The next morning, my mother taught me how to pray the Our Father and how to claim the blood of Jesus Christ. And that's when it all came flooding back to me--the memories—so that night, when my parents left my room and when the light changed and my “friend” appeared, I knew immediately what I had to ask.

“Do you love God?” I said to it.

It didn’t answer. It made an uncomfortable noise in its throat and grinned nervously.

I repeated the question.

“No,” it said, finally and looked up at me expectantly.

“Are you bad? …Are you a demon?” I asked, already knowing the answer.

“Yes,” It said, as-a-matter-of-factly, and grinned the widest that I’d ever seen it grin.

“…Then…we can’t be friends.”

It paused and the air around it felt like it was readying itself to pounce. “Are you sure about that?”
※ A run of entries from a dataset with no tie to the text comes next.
/// A transaction's lifecycle state.
#[derive(Clone, Copy, Debug, PartialEq, Eq)]
pub enum TxnState {
    /// Open, accepting reads and writes.
    Ready,
    /// Successfully committed; its writes are now visible at `lsn`.
    Committed,
    /// Rolled back; none of its writes are visible.
    RolledBack,
}

/// Opaque marker returned by [`TransactionManager::savepoint`].
#[derive(Clone, Copy, Debug, PartialEq, Eq)]
pub struct Savepoint(usize);

#[derive(Clone)]
enum LogEntry {
    Read(UserKey),
    Write(UserKey),
}

/// A single transaction's mutable state.
///
/// Held behind an `Arc` because read-set entries reference the transaction
/// back from the manager's shared index, so other transactions' `prepare`
/// calls can reach in and fix a reader's `vlsn`.
pub struct Transaction {
    /// Monotonic id, unique within the owning manager.
    pub tsn: Tsn,
    /// Whether this transaction may write.
    pub kind: TxnType,

    state: Mutex<TxnState>,

    /// In-order log of read/write-set entries, used to splice at a savepoint.
    log: Mutex<Vec<LogEntry>>,

    /// Pending writes, keyed by user key; last writer in program order wins
    /// subject to the UPSERT-merge rules in [`TransactionManager::set_write`].
    write_set: Mutex<HashMap<UserKey, InternalValue>>,

    /// Read keys already tracked by this txn, `key -> is_gap`. Used to skip
    /// re-tracking and to know what to scrub from the manager's read-set
    /// index on rollback.
    read_set: Mutex<HashMap<UserKey, bool>>,

    /// `+infinity` until this txn is fixed to a concrete read view, either at
    /// `begin` (if RO) or by another txn's `prepare` (if RW and conflicted).
    vlsn: AtomicU64,

    /// Set when another txn's `prepare` found this txn's read-set in
    /// conflict with its write-set. A subsequent `prepare`/`commit` on this
    /// txn then fails.
    is_aborted: AtomicBool,
}

impl Transaction {
    /// Returns the transaction's current state.
    #[must_use]
    pub fn state(&self) -> TxnState {
        *self.state.lock().expect("lock is poisoned")
    }

    /// Returns the transaction's read view, or `None` if still unfixed
    /// (only possible for an open read-write transaction).
    #[must_use]
    pub fn vlsn(&self) -> Option<SeqNo> {
        match self.vlsn.load(Ordering::Acquire) {
            VLSN_INF => None,
            vlsn => Some(vlsn),
        }
    }

    /// Returns `true` if another transaction's write conflicted with this
    /// transaction's read-set.
    #[must_use]
    pub fn is_aborted(&self) -> bool {
        self.is_aborted.load(Ordering::Acquire)
    }
}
“Yes. I love God. Can I still love God and be your friend?”

“No.”

Without preamble, it hopped off of my bed and began to grow in size until it was hunched over beneath the ceiling of my room. I had gotten off of my bed to run for the door, but I wasn’t able to get out. It’s mouth was open and gaping and it said that it was going to kill me.

I was frozen. I didn’t know what to do. And then I remembered what I’d learned that morning and I asked Jesus to protect me.

Then, another being appeared—it was glorious-looking and it had a sword. It was glowing like brilliance and it made me feel safe. I don’t know what it said, but it plunged the sword into the monster and the monster disappeared.

I do remember what it said after that. It told me that God loved me and that I was safe now. It told me not to worry and to go to sleep. I did so, and the last thing I remember seeing was it standing by my bed like a soldier, guarding me. I remember feeling incredibly safe and at peace.

One last thing, the demon had told me once to make a mark on myself by nicely rubbing one section of skin. Being little and a moron, I did it. And I still have this mark today—and I still ‘itch’ it as a calming behavior. It is able to go away if I use scar patches (or mostly go away, I never let it fully disappear but I think it would have)—it looks like a red upraised circle on my left outer upper wrist. It is almost a perfect circle. It is small—about a centimeter or so diameter. The skin on it, if you look closely, what looks like little scales normally (meaning the texture of normal skin) has this kind of swirly look to it instead. It’s difficult to explain, and I’ve never seen anyone else who has something like this and I know it’s weird. It has a decreased sense of touch and does not bleed. It doesn’t hurt at all, and the skin around it is healthy. Hair grows through it normally, and the texture of it is smooth.

Anyway, I don’t remember all of what happened back then, but I know I’ll remember when the time is right. I don’t care if you disbelieve my story or if you think that I’m nuts—because I’m telling the truth. I told my parents about all of this back then after everything was over with and they remember me telling them. I didn’t have anything weird happen to me again until my whole Beast of Bray Road encounter. While I love to daydream, I am not prone to fancies and I am quite unfortunately totally rooted in reality. I think that I ended up getting a lot of my dark humor from my encounters with this thing…and who knows what else. But anyway, that concludes my childhood story. I bet that this kind of thing happens to children more often than people realize, nowadays—and I think that my response of not wanting to be friends was an oddity. Meaning, how many children say yes?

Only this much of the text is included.